An applied market-derived adjustment normally narrows the range of the adjusted comparable sales. I usually adjust for the contributory value of a site, which can be a different $ per square foot than the $ per square foot of a site or acreage as vacant. Depends on zoning etc.

A large site for your subject, 40 acres for a res house? - is the HBU to subdivide it? What is the acreage range of your comp sales?
 
I just appraised a 120-acre property where the house basically came free (or the land was significantly discounted, depending on which way that you look at it). It comes down to market analysis, and if you are using a couple sales with large acreage tracts that suggest a significantly higher value than the sales in subdivisions, that may in itself be a sign that the rule of thumb doesn't apply in this case. But, unless you are recognizing a portion of the land as excess, why use subdivision sales?

The use of the land may have an impact on the appropriate adjustment, as well.
 
I was taught to do about half what the per acre value of land is, as the first 5 acres is the most valuable.
Wrong.

The value of the property is the value of the land "as if vacant and available for its highest and best use" PLUS the contributory value of the building. If a well-placed HBU, then there likely isn't any functional obsolescence. If over-built, under-built, etc. there probably is significant
obsolescence. It applies to the buildings, not the land. Land does not change value according to what is built on it. That drop in value is only applied to the dwelling and buildings. (I'll ignore off-site impacts such as the hog farm next door or some such)

There was an old axiom that 40% of the value was the front quarter, 30% the second quarter, 20% the third and 10% the rear. That's just a meaningless rule of thumb first applied by some judge in the 19th century.

40 acres should be valued as if vacant using 40 acre comps. Then worry about the contributory value of the building. If large acreages are selling with homes (they certainly are here) then go further afield and avoid the subdivision sales.

I just appraised a 120-acre property where the house basically came free
Not uncommon here. My uncle's old farm just sold for $1.2 million. Trust me, the builder will doze the house and currently is dismantling some old hay barns. The house is livable but old and not worth fixing up when the developer - buyer intends to build executive estates on it.
 
It's the house came free. House has no contributory value.
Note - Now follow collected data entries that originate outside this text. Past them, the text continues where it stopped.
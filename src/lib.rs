//! This crate provides a Deep Q-Network agent with LSTM memory for the
//! top-down sword skirmish. It includes the recurrent Q-network, the agent
//! with its online and target networks, replay memory, the training loop, a
//! native skirmish environment and, behind the `python` feature, a bridge to
//! the Python game environment.

pub mod agent;
pub mod config;
pub mod environment;
pub mod error;
#[cfg(feature = "python")]
pub mod gym_wrapper;
pub mod qnetwork;
pub mod recurrent;
pub mod replay;
pub mod setup;
pub mod skirmish;
pub mod trainer;

pub use agent::{DrqnAgent, Exploration};
pub use config::{AgentConfig, RunConfig, TrainerConfig};
pub use environment::{Action, Environment, Observation, Step};
pub use error::DrqnError;
pub use recurrent::LstmState;
pub use trainer::{EpisodeStats, Trainer};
Not uncommon here. My uncle's old farm just sold for $1.2 million. Trust me, the builder will doze the house and currently is dismantling some old hay barns. The house is livable but old and not worth fixing up when the developer - buyer intends to build executive estates on it.
I've seen that pretty frequently with farm tracts. The farmers don't want to deal with renting and maintaining what is usually an older home. What was unique in the case of my 120-acre appraisal was that it was a newer, decent-quality home. I concluded that it was a below-market price - the realtors love those private listings now, but not sure that is always the right direction to take, especially with a unique property like that.
 
Sounds like the "teacher" was injecting the "economies of scale" without proper support.
 
I've seen that pretty frequently with farm tracts. The farmers don't want to deal with renting and maintaining what is usually an older home. What was unique in the case of my 120-acre appraisal was that it was a newer, decent-quality home. I concluded that it was a below-market price - the realtors love those private listings now, but not sure that is always the right direction to take, especially with a unique property like that.

It's also possible that the valuation of the 120 acres is just not that accurate. The data is just not that good for something like that.